• **YOUR INSTRUCTIONS**: The answer must consist of each line below that contains the string "shuffled".

(PROVIDED ENTRIES begins)

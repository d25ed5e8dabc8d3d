//! Random selection primitives shared by the question generators.
//!
//! Every function takes the generator explicitly so a seeded RNG reproduces
//! the same sequence.

use rand::Rng;
use rand::seq::SliceRandom;
use std::collections::HashSet;

use drill_core::matching::answer_key;
use drill_core::model::{AnswerField, QuestionId, SessionId, WordPair};

/// Picks `min(count, words.len())` distinct words in shuffled order.
pub fn select<R: Rng + ?Sized>(words: &[WordPair], count: usize, rng: &mut R) -> Vec<WordPair> {
    let mut pool = words.to_vec();
    pool.shuffle(rng);
    pool.truncate(count);
    pool
}

/// Picks up to `count` unique wrong answers from the `field` side of `pool`.
///
/// Values are de-duplicated and compared against `correct` under the same
/// equality rule that grades answers, so no option can also be right. When the
/// pool is too small the result is shorter than `count`, possibly empty.
pub fn distractors<R: Rng + ?Sized>(
    pool: &[WordPair],
    correct: &str,
    field: AnswerField,
    count: usize,
    rng: &mut R,
) -> Vec<String> {
    let correct_key = answer_key(field, correct);
    let mut seen = HashSet::from([correct_key]);
    let mut candidates: Vec<String> = pool
        .iter()
        .map(|word| field.of(word))
        .filter(|value| seen.insert(answer_key(field, value)))
        .map(str::to_owned)
        .collect();

    candidates.shuffle(rng);
    candidates.truncate(count);
    candidates
}

/// `correct` plus its distractors, shuffled.
pub fn options_with<R: Rng + ?Sized>(
    correct: &str,
    distractors: Vec<String>,
    rng: &mut R,
) -> Vec<String> {
    let mut options = Vec::with_capacity(distractors.len() + 1);
    options.push(correct.to_owned());
    options.extend(distractors);
    options.shuffle(rng);
    options
}

pub fn question_id<R: Rng + ?Sized>(rng: &mut R) -> QuestionId {
    QuestionId::from_random_bytes(rng.random())
}

pub fn session_id<R: Rng + ?Sized>(rng: &mut R) -> SessionId {
    SessionId::from_random_bytes(rng.random())
}

#[cfg(test)]
mod tests {
    use super::*;
    use rand::SeedableRng;
    use rand::rngs::StdRng;

    fn words(pairs: &[(&str, &str)]) -> Vec<WordPair> {
        pairs
            .iter()
            .enumerate()
            .map(|(i, (k, e))| WordPair::new(format!("w{i}"), *k, *e))
            .collect()
    }

    #[test]
    fn select_clamps_and_keeps_members_distinct() {
        let pool = words(&[("하나", "one"), ("둘", "two"), ("셋", "three")]);
        let mut rng = StdRng::seed_from_u64(7);
        let picked = select(&pool, 10, &mut rng);
        assert_eq!(picked.len(), 3);
        let ids: HashSet<_> = picked.iter().map(|w| w.id.clone()).collect();
        assert_eq!(ids.len(), 3);
        assert!(picked.iter().all(|w| pool.contains(w)));
    }

    #[test]
    fn select_on_empty_pool_is_empty() {
        let mut rng = StdRng::seed_from_u64(7);
        assert!(select(&[], 4, &mut rng).is_empty());
        let pool = words(&[("하나", "one")]);
        assert!(select(&pool, 0, &mut rng).is_empty());
    }

    #[test]
    fn select_is_reproducible_for_a_seed() {
        let pool = words(&[("하나", "one"), ("둘", "two"), ("셋", "three"), ("넷", "four")]);
        let a = select(&pool, 3, &mut StdRng::seed_from_u64(99));
        let b = select(&pool, 3, &mut StdRng::seed_from_u64(99));
        assert_eq!(a, b);
    }

    #[test]
    fn distractors_exclude_correct_and_duplicates() {
        let pool = words(&[
            ("사과", "apple"),
            ("사과", "apple again"),
            ("배", "pear"),
            ("배", "pear again"),
            ("물", "water"),
        ]);
        let mut rng = StdRng::seed_from_u64(1);
        let picked = distractors(&pool, "사과", AnswerField::Korean, 3, &mut rng);
        assert_eq!(picked.len(), 2);
        assert!(!picked.contains(&"사과".to_owned()));
        let unique: HashSet<_> = picked.iter().collect();
        assert_eq!(unique.len(), picked.len());
    }

    #[test]
    fn english_distractors_ignore_case_variants_of_correct() {
        let pool = words(&[("사과", "Apple"), ("능금", "apple"), ("배", "pear")]);
        let mut rng = StdRng::seed_from_u64(3);
        let picked = distractors(&pool, "Apple", AnswerField::English, 3, &mut rng);
        assert_eq!(picked, vec!["pear".to_owned()]);
    }

    #[test]
    fn single_word_pool_has_no_distractors() {
        let pool = words(&[("안녕", "hello")]);
        let mut rng = StdRng::seed_from_u64(5);
        assert!(distractors(&pool, "안녕", AnswerField::Korean, 3, &mut rng).is_empty());
    }

    #[test]
    fn options_contain_correct_once() {
        let mut rng = StdRng::seed_from_u64(11);
        let options = options_with("물", vec!["불".into(), "꽃".into()], &mut rng);
        assert_eq!(options.len(), 3);
        assert_eq!(options.iter().filter(|o| *o == "물").count(), 1);
    }
}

(PROVIDED ENTRIES ends)

• **ANSWER TO THE EXERCISE**:
/// Picks `min(count, words.len())` distinct words in shuffled order.
/// `correct` plus its distractors, shuffled.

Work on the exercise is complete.